Comparazione tra GDPR Europeo e China’s Cybersecurity Law

In questa pubblicazione cercheremo di approntare una primitiva e superficiale analisi comparata tra le disposizioni chiave del GDPR (il nuovo Regolamento Europeo sulla protezione dei dati) e quelle della “Legge sulla Sicurezza Informatica della Repubblica Popolare Cinese”, nota anche come CSL (acronimo di China’s Cybersecurity Law).

Le istituzioni dell’Unione Europea hanno approvato il GDPR nel maggio 2016, il Congresso Nazionale del Popolo della Repubblica Popolare Cinese ha approvato nel novembre dello stesso anno la Legge sulla Sicurezza Informatica della Cina, una nuova legislazione che ha come obiettivo quello di produrre un quadro normativo evoluto e come vedremo più avanti “multi-utility” in materia di protezione dei dati e di sicurezza informatica (vorrei osare e anticipare sin d’ora altresì cyber-espionage cyber spying).

La deadline di piena operatività del GDPR è stata individuata nel 25 Maggio 2018, (mentre il CSL è divenuto pienamente efficace il 1 giugno 2017) con la chiusura del periodo transitorio e richiedendo a tutti i destinatari la piena aderenza alla nuova disciplina.

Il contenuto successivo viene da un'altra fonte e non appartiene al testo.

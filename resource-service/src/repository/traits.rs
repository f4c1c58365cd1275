//! Repository port definition
//!
//! The resource layer depends on this trait only. It uses RPITIT
//! (Return Position Impl Trait In Traits) so implementations can write plain
//! `async fn` bodies.
//!
//! # Example
//!
//! ```rust,ignore
//! use resource_service::repository::{FilterCondition, Page, PageQuery, RepositoryResult, ResourceRepository};
//!
//! struct WidgetRepository {
//!     pool: PgPool,
//! }
//!
//! impl ResourceRepository<Widget> for WidgetRepository {
//!     async fn get(&self, id: u64, preloads: &[String]) -> RepositoryResult<Option<Widget>> {
//!         sqlx::query_as!(Widget, "SELECT * FROM widgets WHERE id = $1 AND deleted_at IS NULL", id as i64)
//!             .fetch_optional(&self.pool)
//!             .await
//!             .map_err(into_repository_error)
//!     }
//!     // ... other methods
//! }
//! ```

use std::future::Future;

use serde_json::{Map, Value};

use super::error::RepositoryError;
use super::filter::FilterCondition;
use super::pagination::{Page, PageQuery};

/// Result type for repository operations
pub type RepositoryResult<T> = std::result::Result<T, RepositoryError>;

/// Persistence port for one model type `M`
///
/// Rows are addressed by a non-negative integer primary key. Reads other
/// than [`restore`](Self::restore) ignore soft-deleted rows. Implementations
/// must tolerate unbounded concurrent calls; connection pooling and locking
/// are theirs to own.
pub trait ResourceRepository<M>: Send + Sync + 'static {
    /// Fetch one row by primary key, eagerly attaching the named relations
    ///
    /// Returns `Ok(None)` if no visible row has that id.
    fn get(
        &self,
        id: u64,
        preloads: &[String],
    ) -> impl Future<Output = RepositoryResult<Option<M>>> + Send;

    /// Fetch the first row matching every filter, in primary key order
    fn first(
        &self,
        filters: &[FilterCondition],
    ) -> impl Future<Output = RepositoryResult<Option<M>>> + Send;

    /// Fetch every row matching the filter set
    ///
    /// There is no implicit limit.
    fn list(
        &self,
        filters: &[FilterCondition],
    ) -> impl Future<Output = RepositoryResult<Vec<M>>> + Send;

    /// Fetch one page of rows matching the filter set
    ///
    /// A page index past the last page yields an empty page, not an error.
    fn page(
        &self,
        filters: &[FilterCondition],
        query: PageQuery,
    ) -> impl Future<Output = RepositoryResult<Page<M>>> + Send;

    /// Insert a new row and return it with generated fields filled in
    fn create(&self, model: M) -> impl Future<Output = RepositoryResult<M>> + Send;

    /// Replace the row with primary key `id`
    fn update(&self, id: u64, model: M) -> impl Future<Output = RepositoryResult<M>> + Send;

    /// Merge only the supplied fields into the row with primary key `id`
    ///
    /// `base` is the row as freshly read by the caller.
    fn update_fields(
        &self,
        id: u64,
        base: &M,
        fields: Map<String, Value>,
    ) -> impl Future<Output = RepositoryResult<()>> + Send;

    /// Mark the row as deleted and return it
    fn soft_delete(&self, id: u64) -> impl Future<Output = RepositoryResult<M>> + Send;

    /// Clear the soft-delete mark and return the row
    fn restore(&self, id: u64) -> impl Future<Output = RepositoryResult<M>> + Send;

    /// Remove the row permanently
    fn hard_delete(&self, id: u64) -> impl Future<Output = RepositoryResult<()>> + Send;
}

#[cfg(test)]
mod tests {
    use super::*;
    use crate::repository::{Pagination, RepositoryOperation};

    #[derive(Debug, Clone, PartialEq)]
    struct MockEntity {
        id: u64,
    }

    struct MockRepository;

    impl ResourceRepository<MockEntity> for MockRepository {
        async fn get(&self, id: u64, _preloads: &[String]) -> RepositoryResult<Option<MockEntity>> {
            Ok((id == 1).then_some(MockEntity { id }))
        }

        async fn first(&self, _filters: &[FilterCondition]) -> RepositoryResult<Option<MockEntity>> {
            Ok(None)
        }

        async fn list(&self, _filters: &[FilterCondition]) -> RepositoryResult<Vec<MockEntity>> {
            Ok(vec![MockEntity { id: 1 }])
        }

        async fn page(
            &self,
            _filters: &[FilterCondition],
            query: PageQuery,
        ) -> RepositoryResult<Page<MockEntity>> {
            Ok(Page {
                items: vec![],
                pagination: Pagination::for_query(query, 0),
            })
        }

        async fn create(&self, model: MockEntity) -> RepositoryResult<MockEntity> {
            Ok(model)
        }

        async fn update(&self, id: u64, _model: MockEntity) -> RepositoryResult<MockEntity> {
            Ok(MockEntity { id })
        }

        async fn update_fields(
            &self,
            _id: u64,
            _base: &MockEntity,
            _fields: Map<String, Value>,
        ) -> RepositoryResult<()> {
            Ok(())
        }

        async fn soft_delete(&self, id: u64) -> RepositoryResult<MockEntity> {
            Ok(MockEntity { id })
        }

        async fn restore(&self, id: u64) -> RepositoryResult<MockEntity> {
            Err(RepositoryError::not_found("MockEntity", id)
                .with_operation(RepositoryOperation::Restore))
        }

        async fn hard_delete(&self, _id: u64) -> RepositoryResult<()> {
            Ok(())
        }
    }

    #[tokio::test]
    async fn test_mock_repository_get() {
        let repo = MockRepository;
        assert_eq!(repo.get(1, &[]).await.unwrap(), Some(MockEntity { id: 1 }));
        assert!(repo.get(2, &[]).await.unwrap().is_none());
    }

    #[tokio::test]
    async fn test_mock_repository_restore_error() {
        let repo = MockRepository;
        let error = repo.restore(5).await.unwrap_err();
        assert_eq!(error.operation, RepositoryOperation::Restore);
    }
}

In questo momento storico, discutere delle similitudini e delle differenze tra i diversi requisiti di conformità delle due normative, potrà servire ad aiutare le aziende coinvolte nel loro business tra la Cina e l’Unione Europea.

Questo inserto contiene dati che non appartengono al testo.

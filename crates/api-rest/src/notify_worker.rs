//! Background delivery of rejection notices.
//!
//! The engine hands a committed notice to a [`QueueSink`] and moves on; a
//! single worker task drains the queue and drives the blocking dispatcher
//! on the blocking thread pool. A dropped notice is logged, never
//! propagated back into the request that committed the rejection.

use std::sync::Arc;

use tokio::sync::mpsc;
use tokio::task::JoinHandle;

use ccr_core::{NotificationDispatcher, NotificationSink, RejectionNotice};

/// Engine-facing sink that enqueues notices for the worker task.
#[derive(Debug, Clone)]
pub struct QueueSink {
    tx: mpsc::UnboundedSender<RejectionNotice>,
}

impl NotificationSink for QueueSink {
    fn dispatch(&self, notice: RejectionNotice) {
        let case_id = notice.case_id;
        if self.tx.send(notice).is_err() {
            tracing::error!(
                "notification worker is gone; dropping notice for case {}",
                case_id
            );
        }
    }
}

/// Creates the sink/receiver pair wiring the engine to the worker.
pub fn notification_channel() -> (Arc<QueueSink>, mpsc::UnboundedReceiver<RejectionNotice>) {
    let (tx, rx) = mpsc::unbounded_channel();
    (Arc::new(QueueSink { tx }), rx)
}

/// Spawns the worker task that drains `rx` until every sink is dropped.
///
/// Each notice runs through the dispatcher's own retry loop on the
/// blocking pool, so a slow or failing transport never stalls the
/// async runtime.
pub fn spawn_notification_worker(
    mut rx: mpsc::UnboundedReceiver<RejectionNotice>,
    dispatcher: Arc<NotificationDispatcher>,
) -> JoinHandle<()> {
    tokio::spawn(async move {
        while let Some(notice) = rx.recv().await {
            let dispatcher = Arc::clone(&dispatcher);
            let result =
                tokio::task::spawn_blocking(move || dispatcher.deliver(&notice)).await;
            match result {
                Ok(Ok(())) => {}
                Ok(Err(err)) => {
                    tracing::error!("rejection notice was not delivered: {}", err);
                }
                Err(err) => {
                    tracing::error!("notification delivery task panicked: {}", err);
                }
            }
        }
        tracing::info!("notification queue closed; worker exiting");
    })
}
//! # CCR Core
//!
//! Core business logic for the CCR clinical-case review workflow.
//!
//! This crate contains the server-held review state machine and its storage:
//! - Case records and the review status model (`case`)
//! - Sharded JSON case storage with compare-and-swap transitions (`store`)
//! - The reviewer capability gate (`gate`)
//! - The workflow engine driving transitions (`engine`)
//! - Rejection notices, outbox transport and retry policy (`notify`)
//! - Per-case audit trail records (`audit`)
//!
//! **No API concerns**: actor headers, HTTP servers or OpenAPI documents
//! belong in `api-rest` and `api-shared`.

pub mod audit;
pub mod case;
pub mod config;
pub mod constants;
pub mod engine;
pub mod error;
pub mod gate;
pub mod ident;
pub mod notify;
pub mod store;

pub use audit::{AuditAction, AuditRecord};
pub use case::{
    CaseStatus, CaseSummary, ClinicalCase, DecisionNote, Difficulty, DraftCase, EditableFields,
};
pub use config::CoreConfig;
pub use engine::ReviewService;
pub use error::{CaseError, CaseResult};
pub use gate::{can_act, Actor, Role};
pub use ident::CaseId;
pub use notify::{
    NotificationDispatcher, NotificationSink, NotificationTransport, NullSink, OutboxTransport,
    RejectionNotice, RetryPolicy,
};
pub use store::{CaseStore, ListScope, RejectionDetails, TransitionMetadata};

pub use ccr_types::{EmailAddress, NonEmptyText, TextError};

Qualificandosi a livello di fonte del diritto quale Regolamento comunitario, il GDPR ha portata generale, è direttamente applicabile e obbligatorio in tutti i suoi elementi.

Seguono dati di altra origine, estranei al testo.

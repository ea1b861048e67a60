//! Reviewer capability gate.
//!
//! The gate is a pure predicate consulted by the workflow engine before
//! every transition attempt. It owns no state and performs no I/O: session
//! handling happens outside the core, and the [`Actor`] it receives was
//! already authenticated by the session layer.

use crate::case::ClinicalCase;
use crate::error::CaseError;
use serde::{Deserialize, Serialize};
use std::{fmt, str::FromStr};

/// Role of an authenticated platform user.
#[derive(Debug, Clone, Copy, PartialEq, Eq, Serialize, Deserialize)]
#[serde(rename_all = "lowercase")]
pub enum Role {
    Learner,
    Expert,
    Admin,
}

impl fmt::Display for Role {
    fn fmt(&self, f: &mut fmt::Formatter<'_>) -> fmt::Result {
        let name = match self {
            Role::Learner => "learner",
            Role::Expert => "expert",
            Role::Admin => "admin",
        };
        write!(f, "{}", name)
    }
}

impl FromStr for Role {
    type Err = CaseError;

    fn from_str(s: &str) -> Result<Self, Self::Err> {
        match s.trim().to_ascii_lowercase().as_str() {
            "learner" => Ok(Role::Learner),
            "expert" => Ok(Role::Expert),
            "admin" => Ok(Role::Admin),
            other => Err(CaseError::Validation(format!(
                "unknown actor role: '{}'",
                other
            ))),
        }
    }
}

/// The authenticated caller, supplied by the session layer on every call.
#[derive(Debug, Clone, PartialEq, Eq)]
pub struct Actor {
    pub id: String,
    pub role: Role,
    /// Clinical domain the actor is credentialed for. Unused for learners
    /// and not restricting for admins.
    pub domain: String,
}

impl Actor {
    pub fn new(id: impl Into<String>, role: Role, domain: impl Into<String>) -> Self {
        Self {
            id: id.into(),
            role,
            domain: domain.into(),
        }
    }
}

/// Returns true iff `actor` may perform review actions on `case`.
///
/// True for admins on any case, and for experts whose domain matches the
/// case's domain exactly. Learners can never act. Domain comparison is
/// byte-for-byte; the domain vocabulary is owned by the platform.
pub fn can_act(actor: &Actor, case: &ClinicalCase) -> bool {
    match actor.role {
        Role::Admin => true,
        Role::Expert => actor.domain == case.domain,
        Role::Learner => false,
    }
}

In tema di protezione dei dati personali i singoli Stati membri saranno liberi di implementare discipline integrative interne più stringenti, che vadano a normare per esempio la disciplina del Data Protection Officer (DPO) e l’età del consenso in relazione ai minorenni.

In aggiunta, il contenuto del GDPR andrà approfonditamente monitorato ed il suo rispetto sarà vigilato all’interno dello European Data Protection Board, nuovo organismo dotato di personalità giuridica, previsto dall’art. 68 del GDPR stesso.

L’ EDPB raccoglierà i rappresentanti delle Autorità garanti dei dati di ciascun Stato membro, lo European Data Protection Supervisor ed un rappresentante della Commissione europea; questo nuovo comitato andrà a sostituire il WP29 (Article 29 Working Party).

Sebbene l’ordinamento giuridico cinese non condivida le peculiarità strutturali del corrispondente Ordinamento Comunitario, la portata delle disposizioni vigenti nel PRC in materia di protezione dati è molto ampia, includendo numerose norme che si applicano a diversi settori industriali, come le “Misure Amministrative per l’Online Trading nell’e-commerce”, le “Disposizioni Amministrative per gli SMS” e le “Disposizioni sulla Protezione delle Informazioni Personali degli Utenti di Telecomunicazioni ed Internet” per il comparto ICT.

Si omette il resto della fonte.